Dice are overflowing on the internet. Different sizes, different colors, and different shapes — it seems like there’s just no running out! You don’t want your dice looking like everybody else’s, though. This is why it’s a great idea to start making your own resin dice at home instead of buying them online.
It’s easy and fun. You can even turn it into a friendly activity if your friends want to join in on the action.
You can customize your dice colors, shape, symbols, and adornments, or even make them match your favorite board game. You can also make as many as you want, as long as you have the materials to do it! It may take a little more effort and sweat, but we promise you that the rewards greatly outweigh the demerits.
Materials for Making Your Resin Dice
Let’s gather your materials and start customizing very your own resin dice!
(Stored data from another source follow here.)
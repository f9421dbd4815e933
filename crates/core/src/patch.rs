//! Three-state fields for partial updates.
//!
//! A JSON body cannot express "leave this alone" and "clear this" with a
//! plain `Option<T>`: both decode to `None`. [`PatchField`] keeps the two
//! apart by deriving its state from key presence. Pair it with
//! `#[serde(default)]` on the DTO field so a missing key becomes
//! [`PatchField::Absent`] while an explicit `null` becomes
//! [`PatchField::Null`].
//!
//! ```
//! use eventplan_core::patch::PatchField;
//! use serde::Deserialize;
//!
//! #[derive(Deserialize)]
//! struct Body {
//!     #[serde(default)]
//!     description: PatchField<String>,
//! }
//!
//! let omitted: Body = serde_json::from_str("{}").unwrap();
//! let cleared: Body = serde_json::from_str(r#"{"description": null}"#).unwrap();
//! assert!(omitted.description.is_absent());
//! assert_eq!(cleared.description, PatchField::Null);
//! ```

use serde::{Deserialize, Deserializer, Serialize, Serializer};

use crate::error::CoreError;

/// Per-field state of a partial update request.
#[derive(Debug, Clone, PartialEq, Eq)]
pub enum PatchField<T> {
    /// Key missing from the payload. The stored value is left untouched.
    Absent,
    /// Key present with `null` (or, for text, a blank string).
    Null,
    /// Key present with a usable value.
    Value(T),
}

/// The effect a resolved [`PatchField`] has on the stored value.
#[derive(Debug, Clone, PartialEq, Eq)]
pub enum PatchEffect<T> {
    Keep,
    Clear,
    Set(T),
}

impl<T> PatchField<T> {
    pub fn is_absent(&self) -> bool {
        matches!(self, PatchField::Absent)
    }

    pub fn is_present(&self) -> bool {
        !self.is_absent()
    }

    pub fn as_ref(&self) -> PatchField<&T> {
        match self {
            PatchField::Absent => PatchField::Absent,
            PatchField::Null => PatchField::Null,
            PatchField::Value(v) => PatchField::Value(v),
        }
    }

    pub fn map<U>(self, f: impl FnOnce(T) -> U) -> PatchField<U> {
        match self {
            PatchField::Absent => PatchField::Absent,
            PatchField::Null => PatchField::Null,
            PatchField::Value(v) => PatchField::Value(f(v)),
        }
    }

    /// The value to write when present, `None` for both `Absent` and `Null`.
    ///
    /// Only meaningful together with [`PatchField::is_present`].
    pub fn value(&self) -> Option<&T> {
        match self {
            PatchField::Value(v) => Some(v),
            _ => None,
        }
    }

    pub fn effect(self) -> PatchEffect<T> {
        match self {
            PatchField::Absent => PatchEffect::Keep,
            PatchField::Null => PatchEffect::Clear,
            PatchField::Value(v) => PatchEffect::Set(v),
        }
    }

    /// Apply this field to the currently stored value.
    pub fn apply(self, current: Option<T>) -> Option<T> {
        match self.effect() {
            PatchEffect::Keep => current,
            PatchEffect::Clear => None,
            PatchEffect::Set(v) => Some(v),
        }
    }

    /// Reject `Null` for a column that cannot hold "no value".
    pub fn required(self, field: &str) -> Result<Self, CoreError> {
        match self {
            PatchField::Null => Err(CoreError::validation(format!(
                "{field} cannot be cleared"
            ))),
            other => Ok(other),
        }
    }
}

impl PatchField<String> {
    /// Trim text values; a blank string is treated exactly like `null`.
    pub fn normalized(self) -> Self {
        match self {
            PatchField::Value(v) => match normalize_text(Some(v)) {
                Some(trimmed) => PatchField::Value(trimmed),
                None => PatchField::Null,
            },
            other => other,
        }
    }

    /// Reject a value longer than `max` characters.
    pub fn max_chars(self, field: &str, max: usize) -> Result<Self, CoreError> {
        check_max_chars(field, self.value().map(String::as_str), max)?;
        Ok(self)
    }
}

impl<T> Default for PatchField<T> {
    fn default() -> Self {
        PatchField::Absent
    }
}

impl<T> From<Option<T>> for PatchField<T> {
    /// Build a *present* field: `None` means "clear".
    fn from(value: Option<T>) -> Self {
        match value {
            Some(v) => PatchField::Value(v),
            None => PatchField::Null,
        }
    }
}

impl<'de, T: Deserialize<'de>> Deserialize<'de> for PatchField<T> {
    fn deserialize<D: Deserializer<'de>>(deserializer: D) -> Result<Self, D::Error> {
        // Only called when the key is present; absence comes from `Default`.
        Option::<T>::deserialize(deserializer).map(PatchField::from)
    }
}

impl<T: Serialize> Serialize for PatchField<T> {
    /// Serializes `Absent` and `Null` alike; use
    /// `#[serde(skip_serializing_if = "PatchField::is_absent")]` to omit the key.
    fn serialize<S: Serializer>(&self, serializer: S) -> Result<S::Ok, S::Error> {
        match self {
            PatchField::Value(v) => serializer.serialize_some(v),
            _ => serializer.serialize_none(),
        }
    }
}

/// Trim optional free text, mapping blank input to `None`.
pub fn normalize_text(value: Option<String>) -> Option<String> {
    let value = value?;
    let trimmed = value.trim();
    if trimmed.is_empty() {
        None
    } else if trimmed.len() == value.len() {
        Some(value)
    } else {
        Some(trimmed.to_string())
    }
}

/// Column widths count characters, not bytes.
pub fn check_max_chars(field: &str, value: Option<&str>, max: usize) -> Result<(), CoreError> {
    match value {
        Some(v) if v.chars().count() > max => Err(CoreError::validation(format!(
            "{field} must be at most {max} characters"
        ))),
        _ => Ok(()),
    }
}
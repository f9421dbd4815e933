//! Live search over an already-loaded schedule.
//!
//! The schedule is a sequence of groups (categories), each holding an ordered
//! list of events. Filtering keeps only the groups with at least one matching
//! event and, inside each group, only the matching events. Relative order is
//! preserved. An empty or whitespace-only query returns the input unchanged.
//!
//! Everything here is pure and synchronous so callers can re-run it on every
//! keystroke; debouncing belongs to the caller.

/// An event that exposes its searchable text fields.
pub trait SearchableEvent {
    /// Name, responsible, location, description and date label, in any order.
    /// `None` entries never match.
    fn searchable_fields(&self) -> [Option<&str>; 5];
}

/// A group of events that can be rebuilt with a subset of its events.
pub trait EventGroup: Sized {
    type Event: SearchableEvent + Clone;

    fn events(&self) -> &[Self::Event];

    /// A copy of this group holding `events` instead of its own.
    fn with_events(&self, events: Vec<Self::Event>) -> Self;
}

/// Case-fold a query once, or `None` when it is blank.
pub fn fold_query(query: &str) -> Option<String> {
    let trimmed = query.trim();
    if trimmed.is_empty() {
        None
    } else {
        Some(trimmed.to_lowercase())
    }
}

/// Whether `event` matches an already case-folded, non-empty query.
pub fn event_matches<E: SearchableEvent>(event: &E, folded_query: &str) -> bool {
    event
        .searchable_fields()
        .iter()
        .flatten()
        .any(|field| field.to_lowercase().contains(folded_query))
}

/// Filter grouped events by a free-text query.
pub fn filter_groups<G: EventGroup + Clone>(groups: &[G], query: &str) -> Vec<G> {
    let Some(folded) = fold_query(query) else {
        return groups.to_vec();
    };

    groups
        .iter()
        .filter_map(|group| {
            let matching: Vec<G::Event> = group
                .events()
                .iter()
                .filter(|event| event_matches(*event, &folded))
                .cloned()
                .collect();
            (!matching.is_empty()).then(|| group.with_events(matching))
        })
        .collect()
}

#[cfg(test)]
mod tests {
    use super::*;

    #[derive(Debug, Clone, PartialEq, Default)]
    struct Ev {
        name: String,
        event_date: Option<String>,
        responsible: Option<String>,
        location: Option<String>,
        description: Option<String>,
    }

    impl SearchableEvent for Ev {
        fn searchable_fields(&self) -> [Option<&str>; 5] {
            [
                Some(self.name.as_str()),
                self.responsible.as_deref(),
                self.location.as_deref(),
                self.description.as_deref(),
                self.event_date.as_deref(),
            ]
        }
    }

    #[derive(Debug, Clone, PartialEq)]
    struct Group {
        name: String,
        events: Vec<Ev>,
    }

    impl EventGroup for Group {
        type Event = Ev;

        fn events(&self) -> &[Ev] {
            &self.events
        }

        fn with_events(&self, events: Vec<Ev>) -> Self {
            Group {
                name: self.name.clone(),
                events,
            }
        }
    }

    fn ev(name: &str, location: &str) -> Ev {
        Ev {
            name: name.to_string(),
            location: Some(location.to_string()),
            ..Default::default()
        }
    }

    fn schedule() -> Vec<Group> {
        vec![
            Group {
                name: "Январь".into(),
                events: vec![ev("Конференция", "Зал А"), ev("Семинар", "Зал Б")],
            },
            Group {
                name: "Февраль".into(),
                events: vec![Ev {
                    name: "Олимпиада".into(),
                    responsible: Some("Иванов И.И.".into()),
                    event_date: Some("15-20 февраля".into()),
                    description: Some("Региональный этап".into()),
                    ..Default::default()
                }],
            },
        ]
    }

    #[test]
    fn blank_query_is_identity() {
        let groups = schedule();
        assert_eq!(filter_groups(&groups, ""), groups);
        assert_eq!(filter_groups(&groups, "   \t"), groups);
    }

    #[test]
    fn cyrillic_case_insensitive_partial_match() {
        let result = filter_groups(&schedule(), "зал а");
        assert_eq!(result.len(), 1);
        assert_eq!(result[0].name, "Январь");
        assert_eq!(result[0].events, vec![ev("Конференция", "Зал А")]);
    }

    #[test]
    fn every_field_is_searched() {
        for query in ["олимп", "иванов", "20 февр", "РЕГИОНАЛЬНЫЙ"] {
            let result = filter_groups(&schedule(), query);
            assert_eq!(result.len(), 1, "query {query:?}");
            assert_eq!(result[0].name, "Февраль");
        }
    }

    #[test]
    fn absent_fields_never_match() {
        let event = Ev {
            name: "Встреча".into(),
            ..Default::default()
        };
        assert!(!event_matches(&event, "none"));
        assert!(event_matches(&event, "встр"));
    }

    #[test]
    fn groups_without_matches_are_dropped_and_order_kept() {
        let groups = vec![
            Group {
                name: "A".into(),
                events: vec![ev("x1", "room"), ev("y", "hall"), ev("x2", "room")],
            },
            Group {
                name: "B".into(),
                events: vec![ev("z", "yard")],
            },
            Group {
                name: "C".into(),
                events: vec![ev("x3", "room")],
            },
        ];

        let result = filter_groups(&groups, "ROOM");
        let names: Vec<_> = result.iter().map(|g| g.name.as_str()).collect();
        assert_eq!(names, ["A", "C"]);
        let events: Vec<_> = result[0].events.iter().map(|e| e.name.as_str()).collect();
        assert_eq!(events, ["x1", "x2"]);
    }

    #[test]
    fn no_match_yields_empty() {
        assert!(filter_groups(&schedule(), "nothing like this").is_empty());
    }

    #[test]
    fn query_is_trimmed_before_matching() {
        let result = filter_groups(&schedule(), "  семинар  ");
        assert_eq!(result.len(), 1);
        assert_eq!(result[0].events[0].name, "Семинар");
    }
}
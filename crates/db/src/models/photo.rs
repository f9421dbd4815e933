//! Photo models and DTOs.

use eventplan_core::types::{DbId, Timestamp};
use serde::{Deserialize, Serialize};
use sqlx::FromRow;

/// A row from the `photos` table.
#[derive(Debug, Clone, PartialEq, FromRow, Serialize, Deserialize)]
pub struct Photo {
    pub id: DbId,
    pub event_id: DbId,
    pub filename: String,
    pub original_path: String,
    pub thumbnail_path: String,
    pub file_size: i64,
    pub created_at: Timestamp,
}

/// Width of `photos.filename`.
pub const FILENAME_MAX_CHARS: usize = 255;

/// Shorten a client-supplied file name to fit `photos.filename`, keeping a
/// short extension when there is one.
pub fn fit_filename(name: &str) -> String {
    if name.chars().count() <= FILENAME_MAX_CHARS {
        return name.to_string();
    }
    let ext = name
        .rfind('.')
        .map(|i| &name[i..])
        .filter(|ext| ext.chars().count() <= 10)
        .unwrap_or("");
    let stem_chars = FILENAME_MAX_CHARS - ext.chars().count();
    let stem: String = name.chars().take(stem_chars).collect();
    format!("{stem}{ext}")
}

/// DTO for recording a processed upload.
#[derive(Debug, Clone)]
pub struct CreatePhoto {
    pub event_id: DbId,
    pub filename: String,
    pub original_path: String,
    pub thumbnail_path: String,
    pub file_size: i64,
}

/// Result of a batch upload: created photos plus per-file error strings for
/// files the server rejected.
#[derive(Debug, Clone, Default, PartialEq, Serialize, Deserialize)]
pub struct PhotoUploadResponse {
    pub photos: Vec<Photo>,
    pub errors: Vec<String>,
}
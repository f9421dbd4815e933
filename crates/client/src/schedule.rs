//! Local copy of one schedule scope (a month or the whole year).
//!
//! The groups are never patched in place: every change builds a new `Vec`
//! and swaps it in with a single assignment, so a reader never sees a
//! half-applied update.

use eventplan_core::search::{filter_groups, EventGroup};
use eventplan_core::types::DbId;
use eventplan_db::models::category::CategoryWithEvents;
use eventplan_db::models::event::EventWithRelations;
use eventplan_db::models::photo::Photo;

use crate::api::ApiClient;
use crate::error::ClientError;

/// Which part of the schedule a view holds.
#[derive(Debug, Clone, Copy, PartialEq, Eq)]
pub enum Scope {
    Month(i32),
    Year,
}

/// Cached schedule for one [`Scope`].
#[derive(Debug, Clone)]
pub struct ScheduleView {
    scope: Scope,
    groups: Vec<CategoryWithEvents>,
}

impl ScheduleView {
    pub fn new(scope: Scope) -> Self {
        Self {
            scope,
            groups: Vec::new(),
        }
    }

    pub fn scope(&self) -> Scope {
        self.scope
    }

    pub fn groups(&self) -> &[CategoryWithEvents] {
        &self.groups
    }

    /// Replace the whole cache.
    pub fn replace(&mut self, groups: Vec<CategoryWithEvents>) {
        self.groups = groups;
    }

    /// Fetch the scope from the server and replace the cache.
    ///
    /// On error the previous cache is kept.
    pub async fn refresh(&mut self, api: &ApiClient) -> Result<(), ClientError> {
        let groups = match self.scope {
            Scope::Month(month) => api.fetch_month(month).await?,
            Scope::Year => api.fetch_year().await?,
        };
        self.replace(groups);
        Ok(())
    }

    /// Filter the cache by a free-text query. A blank query returns
    /// everything.
    pub fn search(&self, query: &str) -> Vec<CategoryWithEvents> {
        filter_groups(&self.groups, query)
    }

    /// Find a cached event.
    pub fn event(&self, id: DbId) -> Option<&EventWithRelations> {
        self.groups
            .iter()
            .flat_map(|g| g.events.iter())
            .find(|e| e.event.id == id)
    }

    /// Take the server's copy of an event as authoritative.
    ///
    /// The event replaces any cached copy. When its category changed it moves
    /// to the new group (if that group is in this view), placed by
    /// `(sort_order, id)`.
    pub fn reconcile_event(&mut self, updated: EventWithRelations) {
        let id = updated.event.id;
        let target = updated.event.category_id;
        let mut updated = Some(updated);

        let groups = self
            .groups
            .iter()
            .map(|group| {
                let mut events: Vec<EventWithRelations> = group
                    .events
                    .iter()
                    .filter(|e| e.event.id != id)
                    .cloned()
                    .collect();
                if group.id == target {
                    if let Some(event) = updated.take() {
                        let key = (event.event.sort_order, event.event.id);
                        let at = events
                            .iter()
                            .position(|e| (e.event.sort_order, e.event.id) > key)
                            .unwrap_or(events.len());
                        events.insert(at, event);
                    }
                }
                group.with_events(events)
            })
            .collect();
        self.groups = groups;
    }

    /// Drop an event from the cache.
    pub fn remove_event(&mut self, id: DbId) {
        let groups = self
            .groups
            .iter()
            .map(|group| {
                group.with_events(
                    group
                        .events
                        .iter()
                        .filter(|e| e.event.id != id)
                        .cloned()
                        .collect(),
                )
            })
            .collect();
        self.groups = groups;
    }

    /// Merge freshly uploaded photos into their event, newest first.
    pub fn add_photos(&mut self, event_id: DbId, photos: &[Photo]) {
        let Some(event) = self.event(event_id) else {
            return;
        };
        let mut event = event.clone();
        let mut merged: Vec<Photo> = photos.iter().rev().cloned().collect();
        merged.extend(event.photos.into_iter());
        event.photos = merged;
        self.reconcile_event(event);
    }
}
Generally, you’ll need the following materials to start making your resin dice:
- 1 set of master dice of your choice
- Respirator mask
- Silicone rubber (or epoxy putty)
- A clean space to work on
- Popsicle sticks to use for stirring
- Solo cups (mini) or rectangular container
- Measuring cups
- Reusable or disposable gloves
- Selection of embellishments for your dice such as hobby paints
- Exacto knife (or any sharp cutting tool)
- Sculpey oven-bake clay
- Resin pigments like mica powder or alcohol inks
- Clean cut pliers
- Carta vetrata
- High-quality clear casting epoxy resin
- Hand drill
- Hot glue gun
The Best Casting Resin for Dice Making
When making your resin dice, you’ll want to use casting resin that has been proven to produce high-quality results.
Art ‘n Glow Clear Casting and Coating Epoxy Resin – Best Choice
- Safe, affordable, and easy to use
- Great for making resin dice
The Art ‘n Glow Clear Casting and Coating Epoxy Resin is great for making resin dice. It’s safe, affordable, and easy to use. It results in crystal clear dice, too. Our favorite thing about this product is its self-leveling, self-degassing, and odor eliminating properties. It’s definitely the most convenient out of all resin options on the market!
Hate yellowing? Art ‘n Glow is also resistant to yellowing from sun exposure, so you don’t have to worry about your dice colors getting affected by sunlight. One downside to this wonderful product, however, is that if it’s exposed to too much heat, the resin softens and can become vulnerable to deformation. We suggest storing your dice in a cool place to avoid any incidents like this one.
How to Make Dice Molds for Resin
Once you’ve gathered all the materials you need, you can now move on to making your dice molds. There are pre-made molds that you can buy online, and we’ll talk about that in a later section. But first, we want to show you how to make your own mold.
Making your own mold allows you to customize the way your dice will look. Is it going to have numbers? Or do you want it to display other symbols? What symbols would you like to use? And how many sides do you want it to have? You can do absolutely anything you want!
In this section, we’re going to show you how to make Cap (Squish) Molds.
Cap (Squish) Mold
Cap molds are perfect if you want to get a whole set of dice from one mold. We like this method because it doesn’t require you to drill a hole into a perfectly good die.
For this, you’ll need a container (something with enough space to contain a whole set of D&D dice):
- A master set of dice
- Some clay
- Packing tape
- Rubber bands
- A toothpick
- An Exacto knife
- Silicone rubber
Take your dice set and put a small pebble of clay on the bottom side of each dice. You’ll want to use Sculpey clay, as it works better with silicone. This clay is what’s going to hold your dice down to your container and keep it from moving around when you start pouring your silicone.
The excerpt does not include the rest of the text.